Three weeks later, General Land Office surveyor James Lawson ran a line on the ridge east of Sam Clemens Cove (sorry, Smokey, but that is the legal name in Nevada). Lawson noted trees along the ridge over which Clemens said the fire burned. Lawson’s summary comment: “This Range Line is along the summit of the Sierra Nevada mountains and is rough and broken. Timber Yellow & Balsam Fir, Yellow Spruce and Sugar pine… Done Oct. 15th, 1861.” Less than a month after Clemens’ visit. In August 1864, Butler Ives surveyed the square-mile sections east of Sam Clemens Cove and pronounced it good timber. Neither mentions burned trees. The detailed handwritten notes of survey are online at http://www.nv.blm.gov/LandRecords/index.php. Look at T 15 N, R 18 E. The original books of survey, legal evidence in court, are in the National Archives in San Bruno.

Centuries ago William of Occam posited Occam’s Razor: If there is more than one explanation for something, the simplest explanation is probably the correct one. To get Clemens to a California tree claim involves huge leaps of faith, and a road that didn’t yet exist in the 1862 GLO survey.

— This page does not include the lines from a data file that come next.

//! The single internal rule representation.
//!
//! A control's validation block is compiled once into a [`RuleSet`]. Both the
//! per-field descriptor ([`super::FieldRules`]) and the object schema
//! ([`super::FormSchema`]) evaluate through the same `RuleSet`.

use regex::Regex;
use serde_json::Value;
use std::sync::OnceLock;
use thiserror::Error;

use crate::config::{Control, ControlKind, ValidationBlock};

pub const DEFAULT_REQUIRED_MESSAGE: &str = "This field is required.";

#[derive(Debug, Error)]
pub enum RuleError {
    #[error("Invalid pattern '{pattern}': {source}")]
    InvalidPattern {
        pattern: String,
        #[source]
        source: regex::Error,
    },
}

/// The shape of the value a widget produces
#[derive(Debug, Clone, Copy, PartialEq, Eq)]
pub enum ValueShape {
    /// Text input, radio set, date, single select
    Text,
    /// Checkbox set or multi-select: array of option keys
    List,
    /// Single checkbox without options
    Boolean,
    /// `{from, to}` pair of ISO dates
    DateRange,
    /// Array of `{name, type, size}` file metadata
    Files,
}

impl ValueShape {
    /// Shape of a control's value; `None` for buttons and unknown widgets.
    pub fn for_control(control: &Control) -> Option<Self> {
        match control.kind {
            ControlKind::Input | ControlKind::Radio | ControlKind::Date => Some(ValueShape::Text),
            ControlKind::Select if control.multiple => Some(ValueShape::List),
            ControlKind::Select => Some(ValueShape::Text),
            ControlKind::Checkbox if control.options.is_empty() => Some(ValueShape::Boolean),
            ControlKind::Checkbox => Some(ValueShape::List),
            ControlKind::DateRange => Some(ValueShape::DateRange),
            ControlKind::File => Some(ValueShape::Files),
            ControlKind::Button | ControlKind::Unknown => None,
        }
    }

    /// The value an untouched control holds.
    pub fn empty_value(&self) -> Value {
        match self {
            ValueShape::Text => Value::String(String::new()),
            ValueShape::List | ValueShape::Files => Value::Array(Vec::new()),
            ValueShape::Boolean => Value::Bool(false),
            ValueShape::DateRange => serde_json::json!({ "from": "", "to": "" }),
        }
    }

    /// Coerce a raw value into this shape. List shapes wrap a lone scalar
    /// into a one-element array; other shapes pass values through.
    pub fn normalize(&self, value: Value) -> Value {
        match (self, value) {
            (ValueShape::List, Value::Null) => Value::Array(Vec::new()),
            (ValueShape::List, Value::String(s)) if s.is_empty() => Value::Array(Vec::new()),
            (ValueShape::List, Value::Array(items)) => Value::Array(items),
            (ValueShape::List, scalar) => Value::Array(vec![scalar]),
            (_, value) => value,
        }
    }

    pub fn schema_type(&self) -> &'static str {
        match self {
            ValueShape::Text => "string",
            ValueShape::List | ValueShape::Files => "array",
            ValueShape::Boolean => "boolean",
            ValueShape::DateRange => "object",
        }
    }
}

#[derive(Debug, Clone)]
pub enum Rule {
    Required,
    MinLength(usize),
    MaxLength(usize),
    Email,
    Pattern(Regex),
    Min(f64),
    Max(f64),
    MinDate(String),
    MaxDate(String),
    /// `to` must not precede `from`
    RangeOrder,
    AllowedFormats(Vec<String>),
}

impl Rule {
    /// Key used for message overrides in `errorMessages`.
    pub fn key(&self) -> &'static str {
        match self {
            Rule::Required => "required",
            Rule::MinLength(_) => "minLength",
            Rule::MaxLength(_) => "maxLength",
            Rule::Email => "email",
            Rule::Pattern(_) => "pattern",
            Rule::Min(_) => "min",
            Rule::Max(_) => "max",
            Rule::MinDate(_) => "minDate",
            Rule::MaxDate(_) => "maxDate",
            Rule::RangeOrder => "dateRange",
            Rule::AllowedFormats(_) => "allowedFormats",
        }
    }

    fn default_message(&self) -> String {
        match self {
            Rule::Required => DEFAULT_REQUIRED_MESSAGE.to_string(),
            Rule::MinLength(n) => format!("Must be at least {} characters.", n),
            Rule::MaxLength(n) => format!("Must be at most {} characters.", n),
            Rule::Email => "Please enter a valid email address.".to_string(),
            Rule::Pattern(_) => "Invalid format.".to_string(),
            Rule::Min(n) => format!("Must be at least {}.", n),
            Rule::Max(n) => format!("Must be at most {}.", n),
            Rule::MinDate(d) => format!("Date must be on or after {}.", d),
            Rule::MaxDate(d) => format!("Date must be on or before {}.", d),
            Rule::RangeOrder => "End date must be on or after start date.".to_string(),
            Rule::AllowedFormats(_) => "Unsupported file type.".to_string(),
        }
    }

    fn applies_to(&self, shape: ValueShape) -> bool {
        match shape {
            ValueShape::Text => !matches!(self, Rule::RangeOrder | Rule::AllowedFormats(_)),
            ValueShape::List | ValueShape::Boolean => matches!(self, Rule::Required),
            ValueShape::DateRange => matches!(
                self,
                Rule::Required | Rule::MinDate(_) | Rule::MaxDate(_) | Rule::RangeOrder
            ),
            ValueShape::Files => matches!(self, Rule::Required | Rule::AllowedFormats(_)),
        }
    }
}

#[derive(Debug, Clone)]
pub struct CompiledRule {
    pub rule: Rule,
    pub message: String,
}

/// A failed rule; `path` is relative to the field (`["to"]`, `["1"]`, or empty).
#[derive(Debug, Clone, PartialEq, Eq)]
pub struct Issue {
    pub path: Vec<String>,
    pub message: String,
}

impl Issue {
    fn root(message: &str) -> Self {
        Self {
            path: Vec::new(),
            message: message.to_string(),
        }
    }

    fn at(segment: impl Into<String>, message: &str) -> Self {
        Self {
            path: vec![segment.into()],
            message: message.to_string(),
        }
    }
}

/// Ordered, message-resolved rules for one value shape
#[derive(Debug, Clone)]
pub struct RuleSet {
    shape: ValueShape,
    rules: Vec<CompiledRule>,
}

impl RuleSet {
    /// Compile a validation block. Rules come out in precedence order:
    /// required, minLength, maxLength, email, pattern, min, max, minDate,
    /// maxDate, then the shape-specific range/format rules.
    pub fn compile(
        shape: ValueShape,
        required: bool,
        block: Option<&ValidationBlock>,
    ) -> Result<Self, RuleError> {
        let default_block = ValidationBlock::default();
        let block = block.unwrap_or(&default_block);

        let mut candidates = Vec::new();
        if required || block.required.unwrap_or(false) {
            candidates.push(Rule::Required);
        }
        if let Some(n) = block.min_length {
            candidates.push(Rule::MinLength(n));
        }
        if let Some(n) = block.max_length {
            candidates.push(Rule::MaxLength(n));
        }
        if block.email.unwrap_or(false) {
            candidates.push(Rule::Email);
        }
        if let Some(pattern) = &block.pattern {
            let regex = Regex::new(pattern).map_err(|source| RuleError::InvalidPattern {
                pattern: pattern.clone(),
                source,
            })?;
            candidates.push(Rule::Pattern(regex));
        }
        if let Some(n) = block.min {
            candidates.push(Rule::Min(n));
        }
        if let Some(n) = block.max {
            candidates.push(Rule::Max(n));
        }
        if let Some(d) = &block.min_date {
            candidates.push(Rule::MinDate(d.clone()));
        }
        if let Some(d) = &block.max_date {
            candidates.push(Rule::MaxDate(d.clone()));
        }
        if shape == ValueShape::DateRange {
            candidates.push(Rule::RangeOrder);
        }
        if let Some(formats) = &block.allowed_formats {
            candidates.push(Rule::AllowedFormats(formats.clone()));
        }

        let rules = candidates
            .into_iter()
            .filter(|rule| rule.applies_to(shape))
            .map(|rule| {
                let message = block
                    .error_messages
                    .get(rule.key())
                    .cloned()
                    .unwrap_or_else(|| rule.default_message());
                CompiledRule { rule, message }
            })
            .collect();

        Ok(Self { shape, rules })
    }

    /// Compile the rules for a control; `None` for widgets without a value.
    pub fn for_control(control: &Control) -> Result<Option<Self>, RuleError> {
        match ValueShape::for_control(control) {
            Some(shape) => Self::compile(shape, control.is_required(), control.validation.as_ref()).map(Some),
            None => Ok(None),
        }
    }

    pub fn shape(&self) -> ValueShape {
        self.shape
    }

    pub fn rules(&self) -> &[CompiledRule] {
        &self.rules
    }

    pub fn rule(&self, key: &str) -> Option<&CompiledRule> {
        self.rules.iter().find(|r| r.rule.key() == key)
    }

    pub fn is_required(&self) -> bool {
        self.rule("required").is_some()
    }

    /// Evaluate the rules against a value, stopping at the first failure.
    pub fn check(&self, value: &Value) -> Result<(), Issue> {
        match self.shape {
            ValueShape::Text => self.check_text(value),
            ValueShape::List => self.check_required(match value {
                Value::Array(items) => !items.is_empty(),
                Value::Null => false,
                Value::String(s) => !s.is_empty(),
                _ => true,
            }),
            ValueShape::Boolean => self.check_required(value.as_bool().unwrap_or(false)),
            ValueShape::DateRange => self.check_range(value),
            ValueShape::Files => self.check_files(value),
        }
    }

    fn check_required(&self, present: bool) -> Result<(), Issue> {
        match self.rule("required") {
            Some(required) if !present => Err(Issue::root(&required.message)),
            _ => Ok(()),
        }
    }

    fn check_text(&self, value: &Value) -> Result<(), Issue> {
        let text = value_as_text(value);
        if text.trim().is_empty() {
            // Emptiness only fails the required rule
            return self.check_required(false);
        }

        for compiled in &self.rules {
            let passed = match &compiled.rule {
                Rule::Required => true,
                Rule::MinLength(n) => text.chars().count() >= *n,
                Rule::MaxLength(n) => text.chars().count() <= *n,
                Rule::Email => email_regex().is_match(text.trim()),
                Rule::Pattern(regex) => regex.is_match(&text),
                Rule::Min(min) => as_number(value, &text).map_or(false, |n| n >= *min),
                Rule::Max(max) => as_number(value, &text).map_or(false, |n| n <= *max),
                Rule::MinDate(min) => text.as_str() >= min.as_str(),
                Rule::MaxDate(max) => text.as_str() <= max.as_str(),
                Rule::RangeOrder | Rule::AllowedFormats(_) => true,
            };
            if !passed {
                return Err(Issue::root(&compiled.message));
            }
        }
        Ok(())
    }

    fn check_range(&self, value: &Value) -> Result<(), Issue> {
        let from = member_text(value, "from");
        let to = member_text(value, "to");
        let has_from = !from.trim().is_empty();
        let has_to = !to.trim().is_empty();

        for compiled in &self.rules {
            match &compiled.rule {
                Rule::Required if !has_from => return Err(Issue::at("from", &compiled.message)),
                Rule::Required if !has_to => return Err(Issue::at("to", &compiled.message)),
                Rule::MinDate(min) if has_from && from.as_str() < min.as_str() => {
                    return Err(Issue::at("from", &compiled.message))
                }
                Rule::MaxDate(max) if has_to && to.as_str() > max.as_str() => {
                    return Err(Issue::at("to", &compiled.message))
                }
                Rule::RangeOrder if has_from && has_to && to < from => {
                    return Err(Issue::at("to", &compiled.message))
                }
                _ => {}
            }
        }
        Ok(())
    }

    fn check_files(&self, value: &Value) -> Result<(), Issue> {
        let files = value.as_array().map(Vec::as_slice).unwrap_or(&[]);

        for compiled in &self.rules {
            match &compiled.rule {
                Rule::Required if files.is_empty() => return Err(Issue::root(&compiled.message)),
                Rule::AllowedFormats(formats) => {
                    for (idx, file) in files.iter().enumerate() {
                        let mime = file.get("type").and_then(Value::as_str).unwrap_or("");
                        if !formats.iter().any(|f| format_matches(f, mime)) {
                            return Err(Issue::at(idx.to_string(), &compiled.message));
                        }
                    }
                }
                _ => {}
            }
        }
        Ok(())
    }
}

fn email_regex() -> &'static Regex {
    static EMAIL: OnceLock<Regex> = OnceLock::new();
    EMAIL.get_or_init(|| Regex::new(r"^[^\s@]+@[^\s@]+\.[^\s@]+$").expect("static email pattern"))
}

/// Text form of a widget value as the browser would submit it.
pub fn value_as_text(value: &Value) -> String {
    match value {
        Value::Null => String::new(),
        Value::String(s) => s.clone(),
        other => other.to_string(),
    }
}

fn member_text(value: &Value, key: &str) -> String {
    value.get(key).map(value_as_text).unwrap_or_default()
}

fn as_number(value: &Value, text: &str) -> Option<f64> {
    value.as_f64().or_else(|| text.trim().parse::<f64>().ok())
}

fn format_matches(allowed: &str, mime: &str) -> bool {
    match allowed.strip_suffix("/*") {
        Some(prefix) => mime
            .split_once('/')
            .map_or(false, |(major, _)| major.eq_ignore_ascii_case(prefix)),
        None => allowed.eq_ignore_ascii_case(mime),
    }
}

The simple explanation: Sam Clemens lived with 13 other men at a boarding house. Several of the roommates had formed a partnership to harvest timber at Lake Tahoe. Two flatland Midwestern boys, Sam and John Kinney, set out into unknown mountain country using directions, equipment and grub from those roommates. They made camp at the very northwest corner of the friends’ timber claim. They dined and played Faro on a large flat granite rock, one found only at Sam Clemens Cove on the Nevada shore of Lake Tahoe.

He didn’t burn down the forest. And the U.S. Board’s decision does not alter the fact that the Clemens camp was on the Nevada shore, a quarter-mile north of Thunderbird.

– Retired public affairs chief for the state of Nevada, Bob Stewart is a board member of the Nevada State Board on Geographic Names.